With California the batting titles stopped but the hitting sure didn't and his first season of '79, though he missed nearly two months with a broken thumb, Carew was rewarded with his first post-season time in almost a decade.He added 13 points to his average in '80, kept it north of .300 during the strike year and in '82 helped the Angels to another post-season berth with his .319.He topped out for California with a .339 in '83 and then played two more years, retiring after the '85 season. Rod finished with a .328 average, 3,053 hits, over 1,000 stolen bases, and a .393 OBA. The only real viable knock on him was his poor post-season average of .220 in his 14 games. Defensively he is in the top 100 for major fielding categories at both first and second base. He made the Hall on his first shot in '91.
Following his career Carew ran his own hitting school from his California home. He then began a long as hitting coach for the Angels ('92-2001) and the Brewers (2002-'03).
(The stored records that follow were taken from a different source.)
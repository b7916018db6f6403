//! Handlers for the `/categories` resource.

use aidy_core::category;
use aidy_core::error::CoreError;
use aidy_core::types::DbId;
use aidy_db::models::category::{Category, CategoryName};
use aidy_db::repositories::CategoryRepo;
use axum::extract::{Path, State};
use axum::http::StatusCode;
use axum::Json;

use crate::error::{AppError, AppResult};
use crate::ingest::JsonBody;
use crate::response::MessageResponse;
use crate::state::AppState;

fn not_found(id: DbId) -> AppError {
    AppError::Core(CoreError::NotFound {
        entity: category::ENTITY,
        id,
    })
}

/// GET /api/categories
///
/// All categories, alphabetically.
pub async fn list(State(state): State<AppState>) -> AppResult<Json<Vec<Category>>> {
    let categories = CategoryRepo::list(&state.pool).await?;
    Ok(Json(categories))
}

/// POST /api/categories
///
/// The name is trimmed; blank and already-taken names are rejected with 400.
/// Existing projects already tagged with the name are linked to the new row.
pub async fn create(
    State(state): State<AppState>,
    JsonBody(input): JsonBody<CategoryName>,
) -> AppResult<(StatusCode, Json<Category>)> {
    let name = category::validate_name(input.name.as_deref())?;

    if CategoryRepo::find_by_name(&state.pool, &name).await?.is_some() {
        return Err(category::name_taken().into());
    }

    let created = CategoryRepo::create(&state.pool, &name).await?;
    tracing::info!(category_id = created.id, name = %created.name, "Category created");
    Ok((StatusCode::CREATED, Json(created)))
}

/// PUT /api/categories/{id}
///
/// Rename a category together with the `category` text of its projects.
pub async fn rename(
    State(state): State<AppState>,
    Path(id): Path<DbId>,
    JsonBody(input): JsonBody<CategoryName>,
) -> AppResult<Json<Category>> {
    let name = category::validate_name(input.name.as_deref())?;

    let current = CategoryRepo::find_by_id(&state.pool, id)
        .await?
        .ok_or_else(|| not_found(id))?;
    if current.name == name {
        return Ok(Json(current));
    }
    if CategoryRepo::find_by_name(&state.pool, &name).await?.is_some() {
        return Err(category::name_taken().into());
    }

    let renamed = CategoryRepo::rename(&state.pool, id, &name)
        .await?
        .ok_or_else(|| not_found(id))?;
    tracing::info!(category_id = id, from = %current.name, to = %renamed.name, "Category renamed");
    Ok(Json(renamed))
}

/// DELETE /api/categories/{id}
///
/// Refused while any project still uses the category's name.
pub async fn delete(
    State(state): State<AppState>,
    Path(id): Path<DbId>,
) -> AppResult<Json<MessageResponse>> {
    let existing = CategoryRepo::find_by_id(&state.pool, id)
        .await?
        .ok_or_else(|| not_found(id))?;

    let in_use = CategoryRepo::count_projects_using(&state.pool, &existing.name).await?;
    if in_use > 0 {
        return Err(category::in_use(in_use).into());
    }

    if !CategoryRepo::delete(&state.pool, id).await? {
        return Err(not_found(id));
    }
    tracing::info!(category_id = id, name = %existing.name, "Category deleted");
    Ok(Json(MessageResponse::new(category::MSG_DELETED)))
}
He made headlines in the mid-90's when his daughter got sick and he pleaded for bone marrow donors. She sadly passed away at an awfully young age.
Some tidbits on the back of the card include his full name (Rodney Cline was the name of the doctor who delivered him - on a train!), and his apparent ability to bunt from the wrong side of the plate.
Given Steve Renko's movement during the second half of his career, this one is easy:
1. Carew and Steve Renko '81 to '82 Angels.